**Collected data**
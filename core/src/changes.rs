use std::collections::BTreeSet;

use crate::{error::FeedError, snapshot::Snapshot};

/// What a [`ChangeEvent`] did to the collection.
///
/// Insert and update positions refer to the post-change sequence. Delete positions refer to the
/// pre-change sequence.
#[derive(Debug, Clone, PartialEq, Eq)]
pub enum ChangeKind {
    /// The full current state. Always the first event of a subscription, and never repeated.
    Reset,
    BeginBatch,
    Insert(BTreeSet<usize>),
    Delete(BTreeSet<usize>),
    Update(BTreeSet<usize>),
    EndBatch,
}

/// A structural change, carrying the snapshot of the collection after the change.
#[derive(Debug, PartialEq)]
pub struct ChangeEvent<T> {
    pub change: ChangeKind,
    pub source: Snapshot<T>,
}

// manual impl: the snapshot is shared, so T need not be Clone
impl<T> Clone for ChangeEvent<T> {
    fn clone(&self) -> Self { Self { change: self.change.clone(), source: self.source.clone() } }
}

/// What a change stream delivers. An `Err` is terminal: nothing follows it.
pub type StreamItem<T> = Result<ChangeEvent<T>, FeedError>;

impl<T> ChangeEvent<T> {
    pub fn new(change: ChangeKind, source: Snapshot<T>) -> Self { Self { change, source } }

    pub fn reset(source: Snapshot<T>) -> Self { Self::new(ChangeKind::Reset, source) }

    /// Begin/end batch markers carry no structural change of their own
    pub fn is_signpost(&self) -> bool { matches!(self.change, ChangeKind::BeginBatch | ChangeKind::EndBatch) }

    /// Number of positions touched by this event. A reset touches the whole collection.
    pub fn affected_count(&self) -> usize {
        match &self.change {
            ChangeKind::Reset => self.source.len(),
            ChangeKind::BeginBatch | ChangeKind::EndBatch => 0,
            ChangeKind::Insert(indices) | ChangeKind::Delete(indices) | ChangeKind::Update(indices) => indices.len(),
        }
    }

    pub fn indices(&self) -> Option<&BTreeSet<usize>> {
        match &self.change {
            ChangeKind::Insert(indices) | ChangeKind::Delete(indices) | ChangeKind::Update(indices) => Some(indices),
            _ => None,
        }
    }
}

/// Builds the events of one batch. Empty index sets are skipped, and a batch with nothing in it
/// produces no events at all.
pub(crate) struct BatchBuilder<T> {
    source: Snapshot<T>,
    body: Vec<ChangeKind>,
}

impl<T> BatchBuilder<T> {
    pub fn new(source: Snapshot<T>) -> Self { Self { source, body: Vec::new() } }

    pub fn insert(mut self, indices: BTreeSet<usize>) -> Self {
        if !indices.is_empty() {
            self.body.push(ChangeKind::Insert(indices));
        }
        self
    }

    pub fn delete(mut self, indices: BTreeSet<usize>) -> Self {
        if !indices.is_empty() {
            self.body.push(ChangeKind::Delete(indices));
        }
        self
    }

    pub fn update(mut self, indices: BTreeSet<usize>) -> Self {
        if !indices.is_empty() {
            self.body.push(ChangeKind::Update(indices));
        }
        self
    }

    /// The framed batch, or an empty vec if nothing changed
    pub fn finish(self) -> Vec<ChangeEvent<T>> {
        if self.body.is_empty() {
            return Vec::new();
        }
        let mut events = Vec::with_capacity(self.body.len() + 2);
        events.push(ChangeEvent::new(ChangeKind::BeginBatch, self.source.clone()));
        for change in self.body {
            events.push(ChangeEvent::new(change, self.source.clone()));
        }
        events.push(ChangeEvent::new(ChangeKind::EndBatch, self.source));
        events
    }
}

**PROBLEM DETAILS**
Repeat back the data above, exact to the last character.

**ANSWER SECTION**
filename core/src/changes.rs
use std::collections::BTreeSet;

use crate::{error::FeedError, snapshot::Snapshot};

/// What a [`ChangeEvent`] did to the collection.
///
/// Insert and update positions refer to the post-change sequence. Delete positions refer to the
/// pre-change sequence.
#[derive(Debug, Clone, PartialEq, Eq)]
pub enum ChangeKind {
    /// The full current state. Always the first event of a subscription, and never repeated.
    Reset,
    BeginBatch,
    Insert(BTreeSet<usize>),
    Delete(BTreeSet<usize>),
    Update(BTreeSet<usize>),
    EndBatch,
}

/// A structural change, carrying the snapshot of the collection after the change.
#[derive(Debug, PartialEq)]
pub struct ChangeEvent<T> {
    pub change: ChangeKind,
    pub source: Snapshot<T>,
}

// manual impl: the snapshot is shared, so T need not be Clone
impl<T> Clone for ChangeEvent<T> {
    fn clone(&self) -> Self { Self { change: self.change.clone(), source: self.source.clone() } }
}

/// What a change stream delivers. An `Err` is terminal: nothing follows it.
pub type StreamItem<T> = Result<ChangeEvent<T>, FeedError>;

impl<T> ChangeEvent<T> {
    pub fn new(change: ChangeKind, source: Snapshot<T>) -> Self { Self { change, source } }

    pub fn reset(source: Snapshot<T>) -> Self { Self::new(ChangeKind::Reset, source) }

    /// Begin/end batch markers carry no structural change of their own
    pub fn is_signpost(&self) -> bool { matches!(self.change, ChangeKind::BeginBatch | ChangeKind::EndBatch) }

    /// Number of positions touched by this event. A reset touches the whole collection.
    pub fn affected_count(&self) -> usize {
        match &self.change {
            ChangeKind::Reset => self.source.len(),
            ChangeKind::BeginBatch | ChangeKind::EndBatch => 0,
            ChangeKind::Insert(indices) | ChangeKind::Delete(indices) | ChangeKind::Update(indices) => indices.len(),
        }
    }

    pub fn indices(&self) -> Option<&BTreeSet<usize>> {
        match &self.change {
            ChangeKind::Insert(indices) | ChangeKind::Delete(indices) | ChangeKind::Update(indices) => Some(indices),
            _ => None,
        }
    }
}

/// Builds the events of one batch. Empty index sets are skipped, and a batch with nothing in it
/// produces no events at all.
pub(crate) struct BatchBuilder<T> {
    source: Snapshot<T>,
    body: Vec<ChangeKind>,
}

impl<T> BatchBuilder<T> {
    pub fn new(source: Snapshot<T>) -> Self { Self { source, body: Vec::new() } }

    pub fn insert(mut self, indices: BTreeSet<usize>) -> Self {
        if !indices.is_empty() {
            self.body.push(ChangeKind::Insert(indices));
        }
        self
    }

    pub fn delete(mut self, indices: BTreeSet<usize>) -> Self {
        if !indices.is_empty() {
            self.body.push(ChangeKind::Delete(indices));
        }
        self
    }

    pub fn update(mut self, indices: BTreeSet<usize>) -> Self {
        if !indices.is_empty() {
            self.body.push(ChangeKind::Update(indices));
        }
        self
    }

    /// The framed batch, or an empty vec if nothing changed
    pub fn finish(self) -> Vec<ChangeEvent<T>> {
        if self.body.is_empty() {
            return Vec::new();
        }
        let mut events = Vec::with_capacity(self.body.len() + 2);
        events.push(ChangeEvent::new(ChangeKind::BeginBatch, self.source.clone()));
        for change in self.body {
            events.push(ChangeEvent::new(change, self.source.clone()));
        }
        events.push(ChangeEvent::new(ChangeKind::EndBatch, self.source));
        events
    }
}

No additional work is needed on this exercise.